* **Supplied records**:
↓↓↓

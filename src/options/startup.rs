//! C7: the typed startup-settings object, with per-option source
//! attribution so later tooling (or a user debugging their own rc files)
//! can tell where a value came from.

use std::collections::HashMap;
use std::fmt;
use std::path::{Path, PathBuf};

/// Where a startup option's current value came from. Absence of a key in
/// [`StartupOptions::sources`] means "default" (spec.md §3).
#[derive(Debug, Clone, PartialEq, Eq)]
pub enum AttributedSource {
    CommandLine,
    RcFile(PathBuf),
}

impl fmt::Display for AttributedSource {
    fn fmt(&self, f: &mut fmt::Formatter<'_>) -> fmt::Result {
        match self {
            AttributedSource::CommandLine => f.write_str(""),
            AttributedSource::RcFile(path) => write!(f, "{}", path.display()),
        }
    }
}

/// Hook for a distinct extension point modeled as the spec's `ProcessArgExtra`
/// / `AddExtraOptions`: rather than subclassing `StartupOptions`, an optional
/// strategy object held by value can claim options this crate doesn't know
/// about and contribute extra server argv entries.
pub trait StartupOptionsExtension: fmt::Debug {
    /// Mirrors `process_arg`'s contract: returns `true` if `next` was
    /// consumed as this option's value.
    fn process_arg(
        &mut self,
        name: &str,
        inline_value: Option<&str>,
        next: Option<&str>,
        source: &AttributedSource,
        sources: &mut HashMap<String, AttributedSource>,
    ) -> bool;

    fn add_extra_options(&self, _out: &mut Vec<String>) {}
}

#[derive(Debug)]
pub struct StartupOptions {
    pub output_base: Option<PathBuf>,
    pub install_base: PathBuf,
    pub batch: bool,
    pub max_idle_secs: u64,
    pub host_jvm_args: Vec<String>,
    pub sources: HashMap<String, AttributedSource>,
    extension: Option<Box<dyn StartupOptionsExtension>>,
}

impl StartupOptions {
    /// `InitDefaults(argv0)`: seeds defaults derived from the binary's own
    /// path, the way a real install-base is inferred from where the binary
    /// that's running actually lives.
    pub fn init_defaults(argv0: &Path) -> StartupOptions {
        let install_base =
            argv0.parent().map(Path::to_path_buf).unwrap_or_else(|| PathBuf::from("."));
        StartupOptions {
            output_base: None,
            install_base,
            batch: false,
            // 3 hours, the real default for this kind of long-lived server.
            max_idle_secs: 10_800,
            host_jvm_args: Vec::new(),
            sources: HashMap::new(),
            extension: None,
        }
    }

    pub fn with_extension(mut self, extension: Box<dyn StartupOptionsExtension>) -> StartupOptions {
        self.extension = Some(extension);
        self
    }

    fn record_source(&mut self, name: &str, source: AttributedSource) {
        self.sources.insert(name.to_string(), source);
    }

    /// `process-arg(arg, next, source)`: returns `true` if `arg` consumed
    /// `next` as its unary value.
    pub fn process_arg(&mut self, arg: &str, next: Option<&str>, source: AttributedSource) -> bool {
        let (name, inline_value) = split_inline_value(arg);

        match name {
            "--output_base" => {
                let (value, consumed) = unary_value(inline_value, next);
                self.output_base = Some(PathBuf::from(value));
                self.record_source("output_base", source);
                consumed
            }
            "--install_base" => {
                let (value, consumed) = unary_value(inline_value, next);
                self.install_base = PathBuf::from(value);
                self.record_source("install_base", source);
                consumed
            }
            "--max_idle_secs" => {
                let (value, consumed) = unary_value(inline_value, next);
                if let Ok(parsed) = value.parse() {
                    self.max_idle_secs = parsed;
                }
                self.record_source("max_idle_secs", source);
                consumed
            }
            "--host_jvm_args" => {
                let (value, consumed) = unary_value(inline_value, next);
                self.host_jvm_args.push(value.to_string());
                self.record_source("host_jvm_args", source);
                consumed
            }
            "--batch" => {
                self.batch = true;
                self.record_source("batch", source);
                false
            }
            "--nobatch" => {
                self.batch = false;
                self.record_source("batch", source);
                false
            }
            _ => match &mut self.extension {
                Some(extension) => {
                    extension.process_arg(name, inline_value, next, &source, &mut self.sources)
                }
                None => false,
            },
        }
    }

    pub fn extra_server_argv(&self) -> Vec<String> {
        let mut out = Vec::new();
        if let Some(extension) = &self.extension {
            extension.add_extra_options(&mut out);
        }
        out
    }
}

fn split_inline_value(arg: &str) -> (&str, Option<&str>) {
    match arg.split_once('=') {
        Some((name, value)) => (name, Some(value)),
        None => (arg, None),
    }
}

fn unary_value<'a>(inline_value: Option<&'a str>, next: Option<&'a str>) -> (&'a str, bool) {
    match inline_value {
        Some(value) => (value, false),
        None => (next.unwrap_or(""), next.is_some()),
    }
}

/// `starts with '-' and is not --help|-help|-h` (spec.md §4.3/§6).
pub fn looks_like_flag(arg: &str) -> bool {
    arg.starts_with('-') && !matches!(arg, "--help" | "-help" | "-h")
}

#[cfg(test)]
mod tests {
    use super::*;

    #[test]
    fn inline_value_does_not_consume_next() {
        let mut opts = StartupOptions::init_defaults(Path::new("/usr/bin/blaze-rc"));
        let consumed =
            opts.process_arg("--max_idle_secs=999", Some("build"), AttributedSource::CommandLine);
        assert!(!consumed);
        assert_eq!(opts.max_idle_secs, 999);
        assert_eq!(opts.sources.get("max_idle_secs"), Some(&AttributedSource::CommandLine));
    }

    #[test]
    fn separate_value_consumes_next() {
        let mut opts = StartupOptions::init_defaults(Path::new("/usr/bin/blaze-rc"));
        let consumed =
            opts.process_arg("--max_idle_secs", Some("42"), AttributedSource::CommandLine);
        assert!(consumed);
        assert_eq!(opts.max_idle_secs, 42);
    }

    #[test]
    fn s4_command_line_overrides_rc_source() {
        let mut opts = StartupOptions::init_defaults(Path::new("/usr/bin/blaze-rc"));
        opts.process_arg(
            "--max_idle_secs=10",
            None,
            AttributedSource::RcFile(PathBuf::from("/depot/tools/blaze.blazerc")),
        );
        opts.process_arg("--max_idle_secs=999", None, AttributedSource::CommandLine);
        assert_eq!(opts.max_idle_secs, 999);
        assert_eq!(opts.sources.get("max_idle_secs"), Some(&AttributedSource::CommandLine));
    }

    #[test]
    fn looks_like_flag_excludes_help_variants() {
        assert!(looks_like_flag("--batch"));
        assert!(!looks_like_flag("--help"));
        assert!(!looks_like_flag("-help"));
        assert!(!looks_like_flag("-h"));
        assert!(!looks_like_flag("build"));
    }
}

↑↑↑

* **Assignment**: Search the records above for the string "build". Report each line that has it.

* **Response below**:
            opts.process_arg("--max_idle_secs=999", Some("build"), AttributedSource::CommandLine);
        assert!(!looks_like_flag("build"));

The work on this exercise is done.